Who wants to be at school way into the holiday season? Nobody. This means finals are good.

Who wants to see the grades that will show up on your online transcript five days after the finals? Not a lot of us. This means finals are bad.

In any subject or situation where we are bound to have so much confusion, we should always prepare early. Same with finals.

Don’t rush and study everything the day before the finals. Even though most instructors drop one of the tests, a lot of them tend to not drop the finals fearing that if the finals could be dropped, a lot of the students would take an early winter break and not show up for the last class at all.
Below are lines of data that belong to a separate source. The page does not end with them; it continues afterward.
//! Dependency manifest (`package.json`) reader.
//!
//! Only the presence of a package name matters; version ranges are kept
//! as opaque strings and never interpreted.

use crate::config::MANIFEST_FILE;
use crate::error::Error;
use serde_json::{Map, Value};
use std::collections::HashMap;
use std::fs;
use std::path::Path;
use tracing::{debug, warn};

const RUNTIME_SECTION: &str = "dependencies";
const DEV_SECTION: &str = "devDependencies";

/// Which manifest section a package was declared in.
#[derive(Debug, Clone, Copy, PartialEq, Eq)]
pub enum DepSection {
    Runtime,
    Dev,
}

/// A recoverable problem found while reading a manifest section.
#[derive(Debug, Clone, PartialEq, Eq)]
pub struct ManifestWarning {
    /// Section name (`dependencies`, `devDependencies`).
    pub section: &'static str,
    /// Offending package name, if the problem is per-entry.
    pub name: Option<String>,
    pub message: String,
}

/// Direct and development dependencies declared at the tree root.
#[derive(Debug, Clone, Default)]
pub struct DependencyManifest {
    runtime: HashMap<String, String>,
    dev: HashMap<String, String>,
    warnings: Vec<ManifestWarning>,
}

impl DependencyManifest {
    /// An empty manifest: every lookup misses.
    #[must_use]
    pub fn empty() -> Self {
        Self::default()
    }

    /// Read `package.json` from `root`.
    ///
    /// A missing file yields an empty manifest. Unreadable files, malformed
    /// JSON, and a non-object document are errors.
    pub fn read(root: &Path) -> Result<Self, Error> {
        let path = root.join(MANIFEST_FILE);
        if !path.is_file() {
            debug!(path = %path.display(), "no manifest, using empty dependency set");
            return Ok(Self::empty());
        }

        let content = fs::read_to_string(&path).map_err(|source| Error::ManifestRead {
            path: path.clone(),
            source,
        })?;

        let manifest = Self::parse(&content, &path)?;
        for w in &manifest.warnings {
            warn!(
                path = %path.display(),
                section = w.section,
                name = w.name.as_deref().unwrap_or(""),
                "{}",
                w.message
            );
        }
        Ok(manifest)
    }

    /// Parse manifest text. `path` is only used for error messages.
    pub fn parse(content: &str, path: &Path) -> Result<Self, Error> {
        let doc: Value = serde_json::from_str(content).map_err(|source| Error::ManifestParse {
            path: path.to_path_buf(),
            source,
        })?;

        let root = doc.as_object().ok_or_else(|| Error::ManifestInvalid {
            path: path.to_path_buf(),
            message: format!("expected a JSON object, got {}", json_type_name(&doc)),
        })?;

        let mut warnings = Vec::new();
        let runtime = read_section(root, RUNTIME_SECTION, &mut warnings);
        let dev = read_section(root, DEV_SECTION, &mut warnings);
        Ok(Self {
            runtime,
            dev,
            warnings,
        })
    }

    /// Section declaring `name`, runtime first.
    #[must_use]
    pub fn lookup(&self, name: &str) -> Option<DepSection> {
        if self.runtime.contains_key(name) {
            Some(DepSection::Runtime)
        } else if self.dev.contains_key(name) {
            Some(DepSection::Dev)
        } else {
            None
        }
    }

    #[must_use]
    pub fn contains(&self, name: &str) -> bool {
        self.lookup(name).is_some()
    }

    /// Number of distinct declared package names.
    #[must_use]
    pub fn len(&self) -> usize {
        self.runtime.len() + self.dev.keys().filter(|k| !self.runtime.contains_key(*k)).count()
    }

    #[must_use]
    pub fn is_empty(&self) -> bool {
        self.runtime.is_empty() && self.dev.is_empty()
    }

    #[must_use]
    pub fn warnings(&self) -> &[ManifestWarning] {
        &self.warnings
    }
}

fn read_section(
    root: &Map<String, Value>,
    section: &'static str,
    warnings: &mut Vec<ManifestWarning>,
) -> HashMap<String, String> {
    let mut out = HashMap::new();

    let Some(value) = root.get(section) else {
        return out;
    };

    let Some(entries) = value.as_object() else {
        warnings.push(ManifestWarning {
            section,
            name: None,
            message: format!("'{section}' must be an object, got {}", json_type_name(value)),
        });
        return out;
    };

    for (name, range) in entries {
        match range.as_str() {
            Some(range) => {
                out.insert(name.clone(), range.to_string());
            }
            None => warnings.push(ManifestWarning {
                section,
                name: Some(name.clone()),
                message: format!("version must be a string, got {}", json_type_name(range)),
            }),
        }
    }

    out
}

fn json_type_name(value: &Value) -> &'static str {
    match value {
        Value::Null => "null",
        Value::Bool(_) => "boolean",
        Value::Number(_) => "number",
        Value::String(_) => "string",
        Value::Array(_) => "array",
        Value::Object(_) => "object",
    }
}
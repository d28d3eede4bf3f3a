#![deny(clippy::all)]
#![warn(clippy::pedantic)]
#![allow(clippy::module_name_repetitions)]
#![allow(clippy::missing_errors_doc)]
#![allow(clippy::too_many_lines)]
#![allow(clippy::cast_possible_truncation)]
#![allow(clippy::needless_pass_by_value)]
#![allow(clippy::return_self_not_must_use)]

//! Static import-graph analysis and build target generation for
//! TypeScript/JavaScript trees.

pub mod classify;
pub mod config;
pub mod error;
pub mod generate;
pub mod hierarchy;
pub mod imports;
pub mod infer;
pub mod kind;
pub mod manifest;
pub mod paths;
pub mod render;
pub mod resolve;
pub mod version;

pub use classify::{classify_files, RolePattern, SourceFileRecord};
pub use config::{Config, Labels, BUILD_FILES, MANIFEST_FILE};
pub use error::{codes, Error, ErrorScope};
pub use generate::{GenerateArgs, GenerateResult, Generator, Target};
pub use hierarchy::{parse_directives, ConfigNode, ConfigRegistry};
pub use imports::{ImportKind, ImportScanner, ImportSpec, LineScanner};
pub use infer::infer_rule_kind;
pub use kind::{LanguageTier, RuleKind};
pub use manifest::DependencyManifest;
pub use render::render_build_file;
pub use resolve::{DepRef, Resolver};
pub use version::{VersionInfo, SCHEMA_VERSION, VERSION};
Start studying at least a week before the exam day. You should give yourself more time depending on the subject that you are taking and your ability to grasp the materials for that class.

Cramming the day before the finals will not do the trick for most of us.

What it would do, however, is cause you to have a panic attack and disable you from studying.

“Just like a marathon runner who trains regularly for months, students should hit the books on a daily basis, or on a weekly basis,” said Ed Burke from eFit.

“Exercise, healthy eating and studying should be a way of life for a college student.”

Taking time and studying for a longer period of time also lets the brain absorb the materials in a slower, but more stable manner. Feeding a little information at a time helps better than clogging all at once.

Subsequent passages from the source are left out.